Photo by LANA MICHELIN/Advocate staff                                Merle Ellsworth believes Alberta gas bills should be based on actual energy consumption, rather than having high fixed fees for distribution and transmission.

Photo by LANA MICHELIN/Advocate staff Merle Ellsworth believes Alberta gas bills should be based on actual energy consumption, rather than having high fixed fees for distribution and transmission.

Paying a steep price for using no power

Turning off the heat shouldn’t cost $76 a month, says central Albertan

Merle Ellsworth turns off the power whenever he shuts down Shady Nook Community Hall for the winter.

His aim is to save money and “go green, to reduce our environmental footprint.”

Although no one flicks on a single light or turns on the thermostat in the rural hall from November to May, its non-profit board still receives regular monthly bills from Enmax.

When the charges hit $76.18 for the month of February, it was the last straw for Ellsworth.

“When I’m not using any gas or power, that is outright wrong,” said the board president.

Ellsworth thinks Albertans should be asking candidates during this election why utilities are costing us so much in fixed distribution and transmission fees — beyond our actual power or gas consumption?

The Shady Nook Hall’s February power bill shows a zero charge for electricity, because there was no power usage, said Ellsworth.

But it includes a $7.24 administration fee, a $41.80 distribution fee, a $22.38 transmission fee, a rider fee of $1.13 and $3.63 in GST.

The community hall’s power bill goes up to about $350 a month when the facility southwest of Burnt Lake Trail is open for seasonal rentals from May to the end of October.

Ellsworth has a similar complaint about the hall’s gas bill from the Burnt Lake Gas Co-op, which only drops to $45 in the inactive winter months from about $80 during the summer, when there actually is gas usage.

“This is big companies getting money from us without providing any services,” said Ellsworth.

His concerns are being echoed by the Innisfail group that’s calling on all MLA election candidates to take a stand against higher monthly power distribution rates and a monopoly on power provision.

It is encouraging Albertans to visit www.StopThe and send letters to political candidates during the provincial election.

Ellsworth feels whichever party makes up the next government should be looking out for Alberta consumers.
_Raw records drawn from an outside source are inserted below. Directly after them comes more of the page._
//! CSV end-of-day price file loader.
//!
//! Expects a header row followed by `symbol,close` records. Symbols are
//! uppercased on the way in so they line up with normalized tickers.

use std::collections::HashMap;
use std::path::Path;

use crate::domain::error::TradefloorError;

pub fn load_price_file(path: &Path) -> Result<HashMap<String, f64>, TradefloorError> {
    let file_err = |reason: String| TradefloorError::PriceFile {
        file: path.display().to_string(),
        reason,
    };

    let mut rdr = csv::Reader::from_path(path).map_err(|e| file_err(e.to_string()))?;

    let mut prices = HashMap::new();
    for result in rdr.records() {
        let record = result.map_err(|e| file_err(format!("CSV parse error: {e}")))?;

        let symbol = record
            .get(0)
            .ok_or_else(|| file_err("missing symbol column".into()))?
            .trim();
        if symbol.is_empty() {
            return Err(file_err("empty symbol".into()));
        }

        let close: f64 = record
            .get(1)
            .ok_or_else(|| file_err("missing close column".into()))?
            .trim()
            .parse()
            .map_err(|e| file_err(format!("invalid close value for {symbol}: {e}")))?;

        prices.insert(symbol.to_uppercase(), close);
    }

    Ok(prices)
}

#[cfg(test)]
mod tests {
    use super::*;
    use std::io::Write;

    fn write_temp_csv(content: &str) -> tempfile::NamedTempFile {
        let mut file = tempfile::NamedTempFile::new().unwrap();
        file.write_all(content.as_bytes()).unwrap();
        file.flush().unwrap();
        file
    }

    #[test]
    fn loads_symbol_close_pairs() {
        let file = write_temp_csv("symbol,close\nAAPL,187.5\nmsft,410.25\n");
        let prices = load_price_file(file.path()).unwrap();

        assert_eq!(prices.len(), 2);
        assert!((prices["AAPL"] - 187.5).abs() < f64::EPSILON);
        // lowercased input uppercased on load
        assert!((prices["MSFT"] - 410.25).abs() < f64::EPSILON);
    }

    #[test]
    fn rejects_unparseable_close() {
        let file = write_temp_csv("symbol,close\nAAPL,abc\n");
        let err = load_price_file(file.path()).unwrap_err();
        match err {
            TradefloorError::PriceFile { reason, .. } => {
                assert!(reason.contains("AAPL"));
            }
            other => panic!("expected PriceFile, got: {other}"),
        }
    }

    #[test]
    fn missing_file_is_an_error() {
        let err = load_price_file(Path::new("/nonexistent/prices.csv")).unwrap_err();
        assert!(matches!(err, TradefloorError::PriceFile { .. }));
    }

    #[test]
    fn empty_file_yields_empty_map() {
        let file = write_temp_csv("symbol,close\n");
        let prices = load_price_file(file.path()).unwrap();
        assert!(prices.is_empty());
    }
}
//! End-of-day price table adapter.
//!
//! Serves prices from the store's per-date symbol->close map. A date with
//! no snapshot at all is a provider failure (the chain may fall through);
//! a snapshot that simply lacks the symbol is a definitive "unknown",
//! reported as price 0.

use std::sync::Arc;

use crate::domain::error::TradefloorError;
use crate::ports::price_port::PricePort;
use crate::ports::store_port::StorePort;

pub struct EodTableAdapter {
    store: Arc<dyn StorePort>,
    /// Pinned trading date; `None` means the current local date.
    date: Option<String>,
}

impl EodTableAdapter {
    pub fn new(store: Arc<dyn StorePort>) -> Self {
        Self { store, date: None }
    }

    /// Serve prices for a fixed date instead of today.
    pub fn for_date(store: Arc<dyn StorePort>, date: &str) -> Self {
        Self {
            store,
            date: Some(date.to_string()),
        }
    }

    fn trading_date(&self) -> String {
        match &self.date {
            Some(date) => date.clone(),
            None => chrono::Local::now().format("%Y-%m-%d").to_string(),
        }
    }
}

impl PricePort for EodTableAdapter {
    fn name(&self) -> &'static str {
        "eod-table"
    }

    fn get_price(&self, symbol: &str) -> Result<f64, TradefloorError> {
        let date = self.trading_date();
        match self.store.read_market(&date)? {
            Some(prices) => Ok(prices.get(symbol).copied().unwrap_or(0.0)),
            None => Err(TradefloorError::PriceUnavailable {
                symbol: symbol.to_string(),
                reason: format!("no end-of-day snapshot for {date}"),
            }),
        }
    }
}
//! Price oracle port trait.

use crate::domain::error::TradefloorError;

/// A source of share prices.
///
/// The contract: `Ok(0.0)` means the provider definitively does not
/// recognize the symbol; `Err(..)` means the provider could not answer at
/// all (and a caller may try another provider). A non-zero price is the
/// best available value, whether realtime, end-of-day or synthetic.
pub trait PricePort: Send + Sync {
    /// Short provider name used in diagnostics.
    fn name(&self) -> &'static str;

    fn get_price(&self, symbol: &str) -> Result<f64, TradefloorError>;
}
He believes many of these fees have increased since the former Tory government deregulated utilities about 20 years ago.

Corry Poole, vice-president of customer experience for Enmax, said she can understand how the fees might seem unfair to Ellsworth, but said utility companies do not set the fixed rates that he is concerned about.

Transmission fees are set by the Alberta Utilities Commission (AUC), while distribution fees are set by the AUC and the municipal government, in this case, Red Deer Light and Power.

When these fixed fees are tacked onto bills, Poole said Enmax has no say about them and “makes no margins.”

According to the Utilities Consumer Advocate website (, the fixed charges on utility bills cover the costs of delivering the service.

They pay for installing, operating and maintaining the infrastructure used to transmit energy to homes and businesses. This includes the poles, wires, transformers, pipes and compressor stations.

These fees are regulated by the AUC, an independent quasi-judicial agency associated with Alberta Energy. The AUC holds rate hearings “to ensure that you receive safe and reliable services at a reasonable cost,” the website states.

But “reasonable” is a subjective word when a non-profit community hall is being charged more than $100 a month for gas and electricity it doesn’t use, says Ellsworth.

“That’s their point of view. My point of view is that it’s unreasonable,” whether it’s the government or Enmax that is setting these fees, said Ellsworth.

“OK, charge us something for administration or distribution” — in the line of $10 or $20 a month — not $76, he added.

“In all fairness, for us as customers to absorb all these charges when we aren’t using the service, is outrageous.”

As for utility infrastructure costs, Ellsworth said his relatives have been paying taxes in this province since the 1880s, while his wife’s family has been contributing since the 1920s.

“Surely, we’ve paid our share. When is it going to stop?”

He hopes central Albertans will make this an election issue: “The government got us into this trouble, it should get us out.”